**YOUR GOAL:** From the entries below, please output exactly the lines starting at the one containing "the workload denominator" and ending at the one containing "impl Default for DevflowConfig", both included.

Dataset records
····················

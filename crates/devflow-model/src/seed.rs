//! Demo dataset used to seed an empty store on first run.

use crate::types::{Phase, Project, Role, Task, TaskStatus, User, Workspace};
use chrono::{DateTime, Duration, NaiveDate, Utc};

/// The five demo team members
#[must_use]
pub fn demo_users() -> Vec<User> {
    [
        ("user-1", "Sarah", Role::ProjectOwner),
        ("user-2", "Omar", Role::TeamLeader),
        ("user-3", "Khaled", Role::Member),
        ("user-4", "Aisha", Role::Member),
        ("user-5", "Fatima", Role::ViewOnly),
    ]
    .into_iter()
    .map(|(id, name, role)| {
        User::new(id, name, role)
            .with_avatar(format!("https://i.pravatar.cc/150?u={}", name.to_lowercase()))
    })
    .collect()
}

/// Demo workspace; a few due dates are relative to `now` so every dashboard bucket is populated
#[must_use]
pub fn demo_workspace(now: DateTime<Utc>) -> Workspace {
    let tomorrow = now + Duration::days(1);
    let yesterday = now - Duration::days(1);

    let discovery = Phase::new("phase-1", "Phase 1: Discovery & Planning")
        .with_task(
            Task::new("task-1-1", "Market Research", date(2024, 8, 1))
                .with_description("Analyze competitor landscape and target audience.")
                .with_status(TaskStatus::Done)
                .assigned_to("user-1")
                .scheduled(date(2024, 8, 1), date(2024, 8, 5), 5),
        )
        .with_task(
            Task::new("task-1-2", "Define MVP Features", date(2024, 8, 6))
                .with_description("Finalize the feature list for the first release.")
                .with_status(TaskStatus::Done)
                .assigned_to("user-2")
                .scheduled(date(2024, 8, 6), date(2024, 8, 10), 5)
                .depends_on("task-1-1"),
        );

    let design = Phase::new("phase-2", "Phase 2: UI/UX Design")
        .with_task(
            Task::new("task-2-1", "Create Wireframes", date(2024, 8, 11))
                .with_description("Low-fidelity layouts for all major screens.")
                .with_status(TaskStatus::Done)
                .assigned_to("user-4")
                .scheduled(date(2024, 8, 11), date(2024, 8, 15), 5)
                .depends_on("task-1-2"),
        )
        .with_task(
            Task::new("task-2-2", "High-Fidelity Mockups", date(2024, 8, 16))
                .with_description("Design pixel-perfect mockups in Figma.")
                .with_status(TaskStatus::InProgress)
                .assigned_to("user-4")
                .scheduled(date(2024, 8, 16), now + Duration::days(2), 7)
                .depends_on("task-2-1"),
        )
        .with_task(
            Task::new("task-2-3", "Prototype User Flows", date(2024, 8, 23))
                .with_description("Create an interactive prototype for user testing.")
                .assigned_to("user-3")
                .scheduled(date(2024, 8, 23), now + Duration::days(5), 5)
                .depends_on("task-2-2"),
        );

    let frontend = Phase::new("phase-3", "Phase 3: Frontend Development")
        .with_task(
            Task::new("task-3-1", "Setup Project Structure", date(2024, 8, 28))
                .with_description("Initialize repository and configure build tools.")
                .assigned_to("user-3")
                .scheduled(date(2024, 8, 28), tomorrow, 2)
                .depends_on("task-2-3"),
        )
        .with_task(
            Task::new("task-3-2", "Overdue Task Example", yesterday)
                .with_description("This task is intentionally overdue for demo.")
                .with_status(TaskStatus::InProgress)
                .assigned_to("user-3")
                .scheduled(yesterday, yesterday, 2),
        );

    let project = demo_users().into_iter().fold(
        Project::new(
            "proj-1",
            "NextGen E-commerce Platform",
            date(2024, 8, 1),
            date(2024, 10, 30),
        )
        .with_description("A scalable and modern e-commerce solution for our new client."),
        Project::with_member,
    );

    Workspace::new("ws-1", "Phoenix Digital").with_project(
        project
            .with_phase(discovery)
            .with_phase(design)
            .with_phase(frontend),
    )
}

fn date(year: i32, month: u32, day: u32) -> DateTime<Utc> {
    NaiveDate::from_ymd_opt(year, month, day)
        .and_then(|d| d.and_hms_opt(0, 0, 0))
        .map_or(DateTime::<Utc>::MIN_UTC, |dt| dt.and_utc())
}
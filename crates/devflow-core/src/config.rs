//! Runtime configuration
//!
//! Loaded from an optional TOML file; every field has a default so an empty
//! or missing file yields a working setup.

use crate::error::CoreError;
use serde::{Deserialize, Serialize};
use std::path::{Path, PathBuf};

/// Widest accepted due-soon window
pub const MAX_DUE_SOON_DAYS: i64 = 365;

/// DevFlow configuration
#[derive(Debug, Clone, PartialEq, Serialize, Deserialize)]
#[serde(default)]
pub struct DevflowConfig {
    /// Directory holding the persisted records
    pub storage_dir: PathBuf,
    /// Prefix of the persisted record keys
    pub key_prefix: String,
    /// Width of the "due soon" window in days
    pub due_soon_days: i64,
    /// Damping term added to the workload denominator
    pub workload_damping: u32,
    /// Task suggestion backend
    pub suggest: SuggestConfig,
    /// Default tracing filter when `RUST_LOG` is unset
    pub log_filter: String,
}

impl DevflowConfig {
    /// Create default configuration
    #[inline]
    #[must_use]
    pub fn new() -> Self {
        Self::default()
    }

    /// With storage directory
    #[inline]
    #[must_use]
    pub fn with_storage_dir(mut self, dir: impl Into<PathBuf>) -> Self {
        self.storage_dir = dir.into();
        self
    }

    /// With record key prefix
    #[inline]
    #[must_use]
    pub fn with_key_prefix(mut self, prefix: impl Into<String>) -> Self {
        self.key_prefix = prefix.into();
        self
    }

    /// With due-soon window
    #[inline]
    #[must_use]
    pub fn with_due_soon_days(mut self, days: i64) -> Self {
        self.due_soon_days = days;
        self
    }

    /// With workload damping term
    #[inline]
    #[must_use]
    pub fn with_workload_damping(mut self, damping: u32) -> Self {
        self.workload_damping = damping;
        self
    }

    /// Parse from TOML text
    pub fn from_toml_str(raw: &str) -> Result<Self, CoreError> {
        let config: Self = toml::from_str(raw).map_err(|e| CoreError::Config(e.to_string()))?;
        config.validate()?;
        Ok(config)
    }

    /// Check value ranges
    pub fn validate(&self) -> Result<(), CoreError> {
        if !(0..=MAX_DUE_SOON_DAYS).contains(&self.due_soon_days) {
            return Err(CoreError::Config(format!(
                "due_soon_days must be within 0..={MAX_DUE_SOON_DAYS}, got {}",
                self.due_soon_days
            )));
        }
        Ok(())
    }

    /// Load from a TOML file; a missing file yields the defaults
    pub fn load(path: &Path) -> Result<Self, CoreError> {
        match std::fs::read_to_string(path) {
            Ok(raw) => Self::from_toml_str(&raw),
            Err(e) if e.kind() == std::io::ErrorKind::NotFound => {
                tracing::debug!(path = %path.display(), "no config file, using defaults");
                Ok(Self::default())
            }
            Err(e) => Err(CoreError::Config(format!("{}: {e}", path.display()))),
        }
    }
}

impl Default for DevflowConfig {
    fn default() -> Self {
        Self {
            storage_dir: PathBuf::from(".devflow"),
            key_prefix: devflow_storage::DEFAULT_KEY_PREFIX.to_string(),
            due_soon_days: 3,
            workload_damping: 5,
            suggest: SuggestConfig::default(),
            log_filter: "info".to_string(),
        }
    }
}

/// Task suggestion backend configuration
#[derive(Debug, Clone, PartialEq, Serialize, Deserialize)]
#[serde(default)]
pub struct SuggestConfig {
    /// API base URL
    pub endpoint: String,
    /// Model name
    pub model: String,
    /// Environment variable holding the API key
    pub api_key_env: String,
}

impl SuggestConfig {
    /// API key from the configured environment variable
    #[must_use]
    pub fn api_key(&self) -> Option<String> {
        std::env::var(&self.api_key_env)
            .ok()
            .filter(|k| !k.trim().is_empty())
    }
}

impl Default for SuggestConfig {
    fn default() -> Self {
        Self {
            endpoint: "https://generativelanguage.googleapis.com/v1beta".to_string(),
            model: "gemini-2.5-flash".to_string(),
            api_key_env: "DEVFLOW_GEMINI_API_KEY".to_string(),
        }
    }
}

····················

**SOLUTION TO THIS EXERCISE:**
    /// Damping term added to the workload denominator
    pub workload_damping: u32,
    /// Task suggestion backend
    pub suggest: SuggestConfig,
    /// Default tracing filter when `RUST_LOG` is unset
    pub log_filter: String,
}

impl DevflowConfig {
    /// Create default configuration
    #[inline]
    #[must_use]
    pub fn new() -> Self {
        Self::default()
    }

    /// With storage directory
    #[inline]
    #[must_use]
    pub fn with_storage_dir(mut self, dir: impl Into<PathBuf>) -> Self {
        self.storage_dir = dir.into();
        self
    }

    /// With record key prefix
    #[inline]
    #[must_use]
    pub fn with_key_prefix(mut self, prefix: impl Into<String>) -> Self {
        self.key_prefix = prefix.into();
        self
    }

    /// With due-soon window
    #[inline]
    #[must_use]
    pub fn with_due_soon_days(mut self, days: i64) -> Self {
        self.due_soon_days = days;
        self
    }

    /// With workload damping term
    #[inline]
    #[must_use]
    pub fn with_workload_damping(mut self, damping: u32) -> Self {
        self.workload_damping = damping;
        self
    }

    /// Parse from TOML text
    pub fn from_toml_str(raw: &str) -> Result<Self, CoreError> {
        let config: Self = toml::from_str(raw).map_err(|e| CoreError::Config(e.to_string()))?;
        config.validate()?;
        Ok(config)
    }

    /// Check value ranges
    pub fn validate(&self) -> Result<(), CoreError> {
        if !(0..=MAX_DUE_SOON_DAYS).contains(&self.due_soon_days) {
            return Err(CoreError::Config(format!(
                "due_soon_days must be within 0..={MAX_DUE_SOON_DAYS}, got {}",
                self.due_soon_days
            )));
        }
        Ok(())
    }

    /// Load from a TOML file; a missing file yields the defaults
    pub fn load(path: &Path) -> Result<Self, CoreError> {
        match std::fs::read_to_string(path) {
            Ok(raw) => Self::from_toml_str(&raw),
            Err(e) if e.kind() == std::io::ErrorKind::NotFound => {
                tracing::debug!(path = %path.display(), "no config file, using defaults");
                Ok(Self::default())
            }
            Err(e) => Err(CoreError::Config(format!("{}: {e}", path.display()))),
        }
    }
}

impl Default for DevflowConfig {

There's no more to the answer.